Excerpted data:
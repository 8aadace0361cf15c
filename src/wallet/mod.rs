//! Wallet environment integration.
//!
//! Resolves the active signer and exposes it to the rest of the client as a read-only,
//! lowercase-normalized [`Identity`].

/// Account discovery and the shared identity cell
pub mod account;
/// JSON-RPC backed wallet environment
pub mod rpc;
pub mod types;

pub use account::{AccountProvider, WalletEnvironment};
pub use rpc::RpcWalletEnvironment;
pub use types::*;
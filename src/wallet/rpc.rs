//!
//! JSON-RPC wallet environment.
//!
//! Talks to an EIP-1193 style endpoint (a browser-wallet bridge, a signer proxy, or a development
//! node with unlocked accounts) over the same WebSocket connection the contract gateway uses.

use crate::wallet::WalletError;
use crate::wallet::account::WalletEnvironment;

use ethers::providers::{Provider, ProviderError, RpcError, Ws};
use ethers::types::Address;
use std::sync::Arc;
use tracing::{debug, error, info};

/// EIP-1193 "user rejected the request"
pub const USER_REJECTED_CODE: i64 = 4001;
/// JSON-RPC "method not found"
pub const METHOD_NOT_FOUND_CODE: i64 = -32601;

/// Open the connection to the wallet environment.
///
/// Failure here means there is no wallet environment at all.
pub async fn connect(url: &str) -> Result<Arc<Provider<Ws>>, WalletError> {
	debug!("Connecting to wallet environment at {}", url);
	let provider = Provider::<Ws>::connect(url).await.map_err(|e| {
		error!("Wallet environment unreachable at {}: {}", url, e);
		WalletError::NoWalletEnvironment(format!("{}: {}", url, e))
	})?;
	info!("Connected to wallet environment at {}", url);
	Ok(Arc::new(provider))
}

/// Wallet environment backed by a JSON-RPC provider
#[derive(Clone)]
pub struct RpcWalletEnvironment {
	provider: Arc<Provider<Ws>>,
}

impl RpcWalletEnvironment {
	pub fn new(provider: Arc<Provider<Ws>>) -> Self {
		Self { provider }
	}
}

#[async_trait::async_trait]
impl WalletEnvironment for RpcWalletEnvironment {
	async fn accounts(&self) -> Result<Vec<Address>, WalletError> {
		self.provider
			.request::<_, Vec<Address>>("eth_accounts", ())
			.await
			.map_err(classify_wallet_error)
	}

	async fn request_accounts(&self) -> Result<Vec<Address>, WalletError> {
		match self
			.provider
			.request::<_, Vec<Address>>("eth_requestAccounts", ())
			.await
		{
			Ok(accounts) => Ok(accounts),
			Err(e) if rpc_code(&e) == Some(METHOD_NOT_FOUND_CODE) => {
				debug!("eth_requestAccounts unsupported, falling back to eth_accounts");
				self.accounts().await
			}
			Err(e) => Err(classify_wallet_error(e)),
		}
	}
}

fn rpc_code(err: &ProviderError) -> Option<i64> {
	RpcError::as_error_response(err).map(|response| response.code)
}

fn classify_wallet_error(err: ProviderError) -> WalletError {
	match RpcError::as_error_response(&err) {
		Some(response) if response.code == USER_REJECTED_CODE => {
			WalletError::AuthorizationDenied(response.message.clone())
		}
		_ => WalletError::RpcError(err.to_string()),
	}
}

Work instructions:
Work through the entries above and report the number of lines that include "connection", with nothing else.

Output of the exercise:
2